__Directions for this task__: What is needed is an exact transcription of every entry below.

Start of Provided data

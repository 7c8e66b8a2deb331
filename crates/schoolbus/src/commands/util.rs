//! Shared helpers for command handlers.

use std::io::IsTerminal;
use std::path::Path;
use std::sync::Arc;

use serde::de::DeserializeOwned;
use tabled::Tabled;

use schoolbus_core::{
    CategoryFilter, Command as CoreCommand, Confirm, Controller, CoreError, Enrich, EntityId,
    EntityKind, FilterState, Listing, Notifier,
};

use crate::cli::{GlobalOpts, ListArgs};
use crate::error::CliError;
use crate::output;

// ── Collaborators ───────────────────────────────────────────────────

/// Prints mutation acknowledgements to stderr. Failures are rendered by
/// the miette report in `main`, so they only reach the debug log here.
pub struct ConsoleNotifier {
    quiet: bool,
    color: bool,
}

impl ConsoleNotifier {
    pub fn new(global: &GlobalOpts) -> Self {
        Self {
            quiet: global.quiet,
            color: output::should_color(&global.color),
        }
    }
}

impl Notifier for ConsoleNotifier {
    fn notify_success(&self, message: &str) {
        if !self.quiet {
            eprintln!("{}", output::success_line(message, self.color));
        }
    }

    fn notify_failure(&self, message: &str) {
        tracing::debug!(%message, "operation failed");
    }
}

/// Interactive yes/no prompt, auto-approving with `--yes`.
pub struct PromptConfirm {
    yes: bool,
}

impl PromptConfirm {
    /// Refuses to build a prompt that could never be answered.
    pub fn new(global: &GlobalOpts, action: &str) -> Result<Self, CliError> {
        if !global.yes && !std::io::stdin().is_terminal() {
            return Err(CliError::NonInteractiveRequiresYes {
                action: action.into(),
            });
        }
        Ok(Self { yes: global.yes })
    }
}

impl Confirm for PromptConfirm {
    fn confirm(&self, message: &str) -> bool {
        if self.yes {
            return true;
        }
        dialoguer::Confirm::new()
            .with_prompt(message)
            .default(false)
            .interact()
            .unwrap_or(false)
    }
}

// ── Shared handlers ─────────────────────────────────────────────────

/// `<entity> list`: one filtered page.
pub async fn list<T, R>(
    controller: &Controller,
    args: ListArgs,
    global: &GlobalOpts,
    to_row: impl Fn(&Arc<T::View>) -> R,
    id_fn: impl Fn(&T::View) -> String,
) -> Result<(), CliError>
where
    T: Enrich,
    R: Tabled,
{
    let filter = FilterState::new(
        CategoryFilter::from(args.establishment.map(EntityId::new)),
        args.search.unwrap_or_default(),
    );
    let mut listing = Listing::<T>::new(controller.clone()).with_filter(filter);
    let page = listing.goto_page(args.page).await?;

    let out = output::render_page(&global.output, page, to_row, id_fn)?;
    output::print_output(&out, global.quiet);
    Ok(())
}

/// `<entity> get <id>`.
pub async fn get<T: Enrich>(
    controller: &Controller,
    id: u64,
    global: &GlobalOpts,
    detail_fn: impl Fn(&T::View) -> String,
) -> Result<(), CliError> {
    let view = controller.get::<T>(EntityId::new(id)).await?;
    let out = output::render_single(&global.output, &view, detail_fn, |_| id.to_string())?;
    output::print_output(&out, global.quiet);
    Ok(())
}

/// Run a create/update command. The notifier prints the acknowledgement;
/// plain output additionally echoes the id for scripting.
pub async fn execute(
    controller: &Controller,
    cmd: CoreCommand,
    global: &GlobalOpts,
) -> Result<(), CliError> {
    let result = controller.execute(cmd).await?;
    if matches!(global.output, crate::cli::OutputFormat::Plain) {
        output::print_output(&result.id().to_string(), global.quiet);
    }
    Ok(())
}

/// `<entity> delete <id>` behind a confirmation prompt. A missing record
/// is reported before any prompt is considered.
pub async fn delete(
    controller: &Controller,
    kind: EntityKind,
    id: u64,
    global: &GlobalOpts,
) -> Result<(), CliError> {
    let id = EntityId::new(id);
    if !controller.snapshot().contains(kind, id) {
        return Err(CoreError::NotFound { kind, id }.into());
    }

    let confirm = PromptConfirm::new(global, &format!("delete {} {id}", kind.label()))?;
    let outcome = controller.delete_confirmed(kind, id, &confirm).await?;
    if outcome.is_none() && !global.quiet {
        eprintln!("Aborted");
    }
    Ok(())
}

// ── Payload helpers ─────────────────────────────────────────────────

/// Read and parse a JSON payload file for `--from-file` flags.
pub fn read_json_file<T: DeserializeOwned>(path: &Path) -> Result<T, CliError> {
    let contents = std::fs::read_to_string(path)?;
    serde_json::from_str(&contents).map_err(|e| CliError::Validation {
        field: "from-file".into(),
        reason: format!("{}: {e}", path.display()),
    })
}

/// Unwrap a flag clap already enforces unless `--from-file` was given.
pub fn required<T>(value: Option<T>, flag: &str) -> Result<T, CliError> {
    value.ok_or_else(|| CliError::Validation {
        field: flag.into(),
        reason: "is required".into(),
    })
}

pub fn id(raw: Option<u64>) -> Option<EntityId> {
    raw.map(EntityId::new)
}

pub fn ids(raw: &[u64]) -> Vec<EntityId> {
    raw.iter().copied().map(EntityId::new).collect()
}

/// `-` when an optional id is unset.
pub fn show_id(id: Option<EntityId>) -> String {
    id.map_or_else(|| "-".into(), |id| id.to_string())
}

End of Provided data

__Answer to this task__:
repository 7c8e66b8a2deb331
filename crates/schoolbus/src/commands/util.rs
//! Shared helpers for command handlers.

use std::io::IsTerminal;
use std::path::Path;
use std::sync::Arc;

use serde::de::DeserializeOwned;
use tabled::Tabled;

use schoolbus_core::{
    CategoryFilter, Command as CoreCommand, Confirm, Controller, CoreError, Enrich, EntityId,
    EntityKind, FilterState, Listing, Notifier,
};

use crate::cli::{GlobalOpts, ListArgs};
use crate::error::CliError;
use crate::output;

// ── Collaborators ───────────────────────────────────────────────────

/// Prints mutation acknowledgements to stderr. Failures are rendered by
/// the miette report in `main`, so they only reach the debug log here.
pub struct ConsoleNotifier {
    quiet: bool,
    color: bool,
}

impl ConsoleNotifier {
    pub fn new(global: &GlobalOpts) -> Self {
        Self {
            quiet: global.quiet,
            color: output::should_color(&global.color),
        }
    }
}

impl Notifier for ConsoleNotifier {
    fn notify_success(&self, message: &str) {
        if !self.quiet {
            eprintln!("{}", output::success_line(message, self.color));
        }
    }

    fn notify_failure(&self, message: &str) {
        tracing::debug!(%message, "operation failed");
    }
}

/// Interactive yes/no prompt, auto-approving with `--yes`.
pub struct PromptConfirm {
    yes: bool,
}

impl PromptConfirm {
    /// Refuses to build a prompt that could never be answered.
    pub fn new(global: &GlobalOpts, action: &str) -> Result<Self, CliError> {
        if !global.yes && !std::io::stdin().is_terminal() {
            return Err(CliError::NonInteractiveRequiresYes {
                action: action.into(),
            });
        }
        Ok(Self { yes: global.yes })
    }
}

impl Confirm for PromptConfirm {
    fn confirm(&self, message: &str) -> bool {
        if self.yes {
            return true;
        }
        dialoguer::Confirm::new()
            .with_prompt(message)
            .default(false)
            .interact()
            .unwrap_or(false)
    }
}

// ── Shared handlers ─────────────────────────────────────────────────

/// `<entity> list`: one filtered page.
pub async fn list<T, R>(
    controller: &Controller,
    args: ListArgs,
    global: &GlobalOpts,
    to_row: impl Fn(&Arc<T::View>) -> R,
    id_fn: impl Fn(&T::View) -> String,
) -> Result<(), CliError>
where
    T: Enrich,
    R: Tabled,
{
    let filter = FilterState::new(
        CategoryFilter::from(args.establishment.map(EntityId::new)),
        args.search.unwrap_or_default(),
    );
    let mut listing = Listing::<T>::new(controller.clone()).with_filter(filter);
    let page = listing.goto_page(args.page).await?;

    let out = output::render_page(&global.output, page, to_row, id_fn)?;
    output::print_output(&out, global.quiet);
    Ok(())
}

/// `<entity> get <id>`.
pub async fn get<T: Enrich>(
    controller: &Controller,
    id: u64,
    global: &GlobalOpts,
    detail_fn: impl Fn(&T::View) -> String,
) -> Result<(), CliError> {
    let view = controller.get::<T>(EntityId::new(id)).await?;
    let out = output::render_single(&global.output, &view, detail_fn, |_| id.to_string())?;
    output::print_output(&out, global.quiet);
    Ok(())
}

/// Run a create/update command. The notifier prints the acknowledgement;
/// plain output additionally echoes the id for scripting.
pub async fn execute(
    controller: &Controller,
    cmd: CoreCommand,
    global: &GlobalOpts,
) -> Result<(), CliError> {
    let result = controller.execute(cmd).await?;
    if matches!(global.output, crate::cli::OutputFormat::Plain) {
        output::print_output(&result.id().to_string(), global.quiet);
    }
    Ok(())
}

/// `<entity> delete <id>` behind a confirmation prompt. A missing record
/// is reported before any prompt is considered.
pub async fn delete(
    controller: &Controller,
    kind: EntityKind,
    id: u64,
    global: &GlobalOpts,
) -> Result<(), CliError> {
    let id = EntityId::new(id);
    if !controller.snapshot().contains(kind, id) {
        return Err(CoreError::NotFound { kind, id }.into());
    }

    let confirm = PromptConfirm::new(global, &format!("delete {} {id}", kind.label()))?;
    let outcome = controller.delete_confirmed(kind, id, &confirm).await?;
    if outcome.is_none() && !global.quiet {
        eprintln!("Aborted");
    }
    Ok(())
}

// ── Payload helpers ─────────────────────────────────────────────────

/// Read and parse a JSON payload file for `--from-file` flags.
pub fn read_json_file<T: DeserializeOwned>(path: &Path) -> Result<T, CliError> {
    let contents = std::fs::read_to_string(path)?;
    serde_json::from_str(&contents).map_err(|e| CliError::Validation {
        field: "from-file".into(),
        reason: format!("{}: {e}", path.display()),
    })
}

/// Unwrap a flag clap already enforces unless `--from-file` was given.
pub fn required<T>(value: Option<T>, flag: &str) -> Result<T, CliError> {
    value.ok_or_else(|| CliError::Validation {
        field: flag.into(),
        reason: "is required".into(),
    })
}

pub fn id(raw: Option<u64>) -> Option<EntityId> {
    raw.map(EntityId::new)
}

pub fn ids(raw: &[u64]) -> Vec<EntityId> {
    raw.iter().copied().map(EntityId::new).collect()
}

/// `-` when an optional id is unset.
pub fn show_id(id: Option<EntityId>) -> String {
    id.map_or_else(|| "-".into(), |id| id.to_string())
}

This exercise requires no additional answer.